//! Normalized event and message types.
//!
//! Adapters translate raw platform payloads into these types; the bot core
//! and user handlers never see platform-specific shapes. A `Message` is
//! built once per inbound event and never mutated or stored by the core.

use chrono::{DateTime, Utc};
use serde::{Deserialize, Serialize};

use crate::thread_id::ThreadId;

/// The author of a message.
#[derive(Debug, Clone, PartialEq, Serialize, Deserialize)]
pub struct Author {
    pub user_id: String,
    pub user_name: String,
    #[serde(default, skip_serializing_if = "Option::is_none")]
    pub display_name: Option<String>,
    /// True when the platform marks the author as a bot account.
    #[serde(default)]
    pub bot: bool,
}

/// A span of inline content inside a paragraph.
#[derive(Debug, Clone, PartialEq, Serialize, Deserialize)]
#[serde(tag = "type", rename_all = "snake_case")]
pub enum Span {
    Text { text: String },
    Link { url: String, label: Option<String> },
    Mention { user_id: String },
}

/// A block in the abstract formatted-text tree.
#[derive(Debug, Clone, PartialEq, Serialize, Deserialize)]
#[serde(tag = "type", rename_all = "snake_case")]
pub enum Block {
    Paragraph { spans: Vec<Span> },
    Code {
        language: Option<String>,
        content: String,
    },
}

/// Attachment payload shapes an adapter can normalize without fetching.
#[derive(Debug, Clone, PartialEq, Serialize, Deserialize)]
#[serde(tag = "kind", rename_all = "snake_case")]
pub enum AttachmentData {
    Bytes { bytes: Vec<u8> },
    Base64 { text: String },
    Url { url: String },
}

/// A normalized attachment on an inbound message.
#[derive(Debug, Clone, PartialEq, Serialize, Deserialize)]
pub struct Attachment {
    #[serde(default, skip_serializing_if = "Option::is_none")]
    pub file_name: Option<String>,
    #[serde(default, skip_serializing_if = "Option::is_none")]
    pub mime_type: Option<String>,
    pub data: AttachmentData,
}

/// A normalized inbound message.
#[derive(Debug, Clone, PartialEq, Serialize, Deserialize)]
pub struct Message {
    /// Platform message id, unique within the thread's platform.
    pub id: String,
    pub thread_id: ThreadId,
    pub author: Author,
    /// Plain text with mentions resolved to names or left as platform
    /// tokens, at the adapter's discretion.
    pub text: String,
    #[serde(default, skip_serializing_if = "Option::is_none")]
    pub formatted: Option<Vec<Block>>,
    #[serde(default)]
    pub attachments: Vec<Attachment>,
    pub timestamp: DateTime<Utc>,
    #[serde(default)]
    pub edited: bool,
}

/// A normalized reaction change.
#[derive(Debug, Clone, PartialEq, Serialize, Deserialize)]
pub struct ReactionEvent {
    pub adapter: String,
    pub thread_id: ThreadId,
    pub message_id: String,
    pub user_id: String,
    /// Normalized key (see [`crate::emoji`]).
    pub emoji: String,
    /// The platform's original emoji string.
    pub raw_emoji: String,
    /// True for an added reaction, false for a removed one.
    pub added: bool,
}

/// A normalized inbound event, tagged with how the adapter classified it.
#[derive(Debug, Clone, PartialEq, Serialize, Deserialize)]
#[serde(tag = "kind", rename_all = "snake_case")]
pub enum ChatEvent {
    /// The bot was mentioned.
    Mention(Message),
    /// A message in a thread the bot can see.
    Message(Message),
    /// A reaction was added or removed.
    Reaction(ReactionEvent),
}

impl ChatEvent {
    pub fn thread_id(&self) -> &ThreadId {
        match self {
            Self::Mention(m) | Self::Message(m) => &m.thread_id,
            Self::Reaction(r) => &r.thread_id,
        }
    }

    /// Name of the adapter this event belongs to.
    pub fn adapter(&self) -> &str {
        self.thread_id().adapter()
    }
}

/// Outbound message content.
#[derive(Debug, Clone, Default, PartialEq)]
pub struct Outgoing {
    pub text: String,
    pub blocks: Option<Vec<Block>>,
}

impl Outgoing {
    pub fn text(text: impl Into<String>) -> Self {
        Self {
            text: text.into(),
            blocks: None,
        }
    }
}

impl From<&str> for Outgoing {
    fn from(text: &str) -> Self {
        Self::text(text)
    }
}

impl From<String> for Outgoing {
    fn from(text: String) -> Self {
        Self::text(text)
    }
}

#[cfg(test)]
mod tests {
    use super::*;

    fn message(thread: &str) -> Message {
        Message {
            id: "m1".into(),
            thread_id: ThreadId::parse(thread).unwrap(),
            author: Author {
                user_id: "U1".into(),
                user_name: "ada".into(),
                display_name: None,
                bot: false,
            },
            text: "hello".into(),
            formatted: None,
            attachments: Vec::new(),
            timestamp: Utc::now(),
            edited: false,
        }
    }

    #[test]
    fn event_adapter_comes_from_thread_id() {
        let event = ChatEvent::Message(message("slack:C1:1.2"));
        assert_eq!(event.adapter(), "slack");
        assert_eq!(event.thread_id().as_str(), "slack:C1:1.2");
    }

    #[test]
    fn reaction_event_carries_both_emoji_forms() {
        let event = ChatEvent::Reaction(ReactionEvent {
            adapter: "slack".into(),
            thread_id: ThreadId::parse("slack:C1:1.2").unwrap(),
            message_id: "1.3".into(),
            user_id: "U2".into(),
            emoji: "thumbs_up".into(),
            raw_emoji: "+1".into(),
            added: true,
        });
        match event {
            ChatEvent::Reaction(r) => {
                assert_eq!(r.emoji, "thumbs_up");
                assert_eq!(r.raw_emoji, "+1");
            }
            _ => panic!("wrong kind"),
        }
    }

    #[test]
    fn message_serde_round_trip() {
        let msg = message("linear:0b5c1a2e-0000-4000-8000-000000000000");
        let json = serde_json::to_string(&msg).unwrap();
        let back: Message = serde_json::from_str(&json).unwrap();
        assert_eq!(back, msg);
    }

    #[test]
    fn outgoing_from_str() {
        let out: Outgoing = "hi there".into();
        assert_eq!(out.text, "hi there");
        assert!(out.blocks.is_none());
    }
}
• • • • •
- _WHAT THIS TASK INVOLVES_:
Check each line of the data for "removed". Copy the lines where it turns up.

- _THE ANSWER_:
    /// True for an added reaction, false for a removed one.
    /// A reaction was added or removed.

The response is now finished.